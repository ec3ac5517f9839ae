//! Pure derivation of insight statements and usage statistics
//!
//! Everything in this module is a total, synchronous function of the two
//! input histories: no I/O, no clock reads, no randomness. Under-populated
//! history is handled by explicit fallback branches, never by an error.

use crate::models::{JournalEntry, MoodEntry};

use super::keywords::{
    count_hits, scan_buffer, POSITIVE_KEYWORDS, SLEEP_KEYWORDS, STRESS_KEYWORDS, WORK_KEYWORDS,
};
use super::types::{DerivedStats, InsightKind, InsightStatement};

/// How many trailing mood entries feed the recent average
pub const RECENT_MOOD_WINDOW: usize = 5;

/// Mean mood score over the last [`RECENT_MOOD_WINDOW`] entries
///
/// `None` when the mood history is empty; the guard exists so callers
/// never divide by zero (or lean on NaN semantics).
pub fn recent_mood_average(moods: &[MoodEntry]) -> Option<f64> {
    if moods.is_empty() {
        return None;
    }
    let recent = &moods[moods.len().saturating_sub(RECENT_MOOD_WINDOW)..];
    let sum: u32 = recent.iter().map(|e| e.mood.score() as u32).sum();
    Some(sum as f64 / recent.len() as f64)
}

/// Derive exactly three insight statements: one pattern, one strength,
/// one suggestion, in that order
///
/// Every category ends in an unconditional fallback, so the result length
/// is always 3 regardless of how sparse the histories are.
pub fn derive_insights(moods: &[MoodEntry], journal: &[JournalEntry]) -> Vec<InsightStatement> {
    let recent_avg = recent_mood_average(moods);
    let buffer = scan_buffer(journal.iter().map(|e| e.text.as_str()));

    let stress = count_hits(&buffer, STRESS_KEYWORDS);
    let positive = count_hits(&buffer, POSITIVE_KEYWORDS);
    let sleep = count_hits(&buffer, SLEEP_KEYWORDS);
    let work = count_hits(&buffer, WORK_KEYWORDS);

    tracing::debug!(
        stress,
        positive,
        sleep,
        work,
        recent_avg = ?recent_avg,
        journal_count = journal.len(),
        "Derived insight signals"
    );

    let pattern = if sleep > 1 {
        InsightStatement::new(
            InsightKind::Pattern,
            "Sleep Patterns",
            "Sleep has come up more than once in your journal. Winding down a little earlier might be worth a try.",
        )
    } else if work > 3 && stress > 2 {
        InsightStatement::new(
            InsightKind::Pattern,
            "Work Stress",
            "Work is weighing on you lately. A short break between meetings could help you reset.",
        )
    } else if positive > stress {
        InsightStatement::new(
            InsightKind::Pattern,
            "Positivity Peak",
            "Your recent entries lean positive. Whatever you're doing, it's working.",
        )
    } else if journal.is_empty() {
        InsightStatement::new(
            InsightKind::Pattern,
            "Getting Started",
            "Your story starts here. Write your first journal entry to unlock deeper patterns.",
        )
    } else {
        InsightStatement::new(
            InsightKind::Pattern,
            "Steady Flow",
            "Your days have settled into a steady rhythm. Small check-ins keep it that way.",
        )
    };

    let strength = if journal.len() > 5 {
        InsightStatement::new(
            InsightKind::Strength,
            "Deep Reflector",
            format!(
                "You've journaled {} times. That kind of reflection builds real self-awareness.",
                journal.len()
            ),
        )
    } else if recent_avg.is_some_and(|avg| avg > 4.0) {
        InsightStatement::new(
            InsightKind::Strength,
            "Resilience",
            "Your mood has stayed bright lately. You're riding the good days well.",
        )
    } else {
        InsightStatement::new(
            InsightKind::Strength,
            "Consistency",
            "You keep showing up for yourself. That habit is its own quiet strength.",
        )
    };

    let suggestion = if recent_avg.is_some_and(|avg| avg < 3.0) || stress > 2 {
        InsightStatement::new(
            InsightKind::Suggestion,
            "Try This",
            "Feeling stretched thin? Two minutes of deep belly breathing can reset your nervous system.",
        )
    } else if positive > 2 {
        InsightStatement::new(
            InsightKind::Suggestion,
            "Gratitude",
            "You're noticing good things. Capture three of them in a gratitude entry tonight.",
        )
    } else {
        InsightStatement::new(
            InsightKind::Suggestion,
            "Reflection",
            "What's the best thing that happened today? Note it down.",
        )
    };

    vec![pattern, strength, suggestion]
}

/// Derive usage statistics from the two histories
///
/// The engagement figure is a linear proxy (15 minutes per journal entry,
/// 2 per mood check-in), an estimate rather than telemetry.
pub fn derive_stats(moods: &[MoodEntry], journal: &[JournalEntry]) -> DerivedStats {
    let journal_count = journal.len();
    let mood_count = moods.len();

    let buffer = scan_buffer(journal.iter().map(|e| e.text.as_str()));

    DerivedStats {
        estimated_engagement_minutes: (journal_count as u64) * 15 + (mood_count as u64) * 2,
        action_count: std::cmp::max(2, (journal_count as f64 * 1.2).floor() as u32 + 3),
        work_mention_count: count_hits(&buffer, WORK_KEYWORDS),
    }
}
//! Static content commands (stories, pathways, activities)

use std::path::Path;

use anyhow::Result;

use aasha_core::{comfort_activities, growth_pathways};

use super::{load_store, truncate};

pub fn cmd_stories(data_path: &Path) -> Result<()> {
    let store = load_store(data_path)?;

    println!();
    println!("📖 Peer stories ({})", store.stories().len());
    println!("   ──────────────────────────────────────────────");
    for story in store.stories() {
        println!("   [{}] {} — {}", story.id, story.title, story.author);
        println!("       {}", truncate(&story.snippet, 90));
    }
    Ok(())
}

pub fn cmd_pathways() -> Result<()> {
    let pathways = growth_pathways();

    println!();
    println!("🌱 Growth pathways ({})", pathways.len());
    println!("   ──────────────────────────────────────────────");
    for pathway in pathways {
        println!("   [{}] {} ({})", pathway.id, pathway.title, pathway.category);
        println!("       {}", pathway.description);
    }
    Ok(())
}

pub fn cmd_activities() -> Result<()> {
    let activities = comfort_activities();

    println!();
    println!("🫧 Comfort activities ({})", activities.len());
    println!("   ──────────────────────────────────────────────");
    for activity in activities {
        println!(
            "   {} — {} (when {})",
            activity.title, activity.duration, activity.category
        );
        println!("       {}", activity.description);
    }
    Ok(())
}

▸ EXERCISE REQUIREMENTS
After locating the line that contains "no randomness. Under-populated", please copy exactly every line from the start of the records through it, and nothing else.

▸ ANSWER TO THE EXERCISE
repository ec3ac5517f9839ae
//! Pure derivation of insight statements and usage statistics
//!
//! Everything in this module is a total, synchronous function of the two
//! input histories: no I/O, no clock reads, no randomness. Under-populated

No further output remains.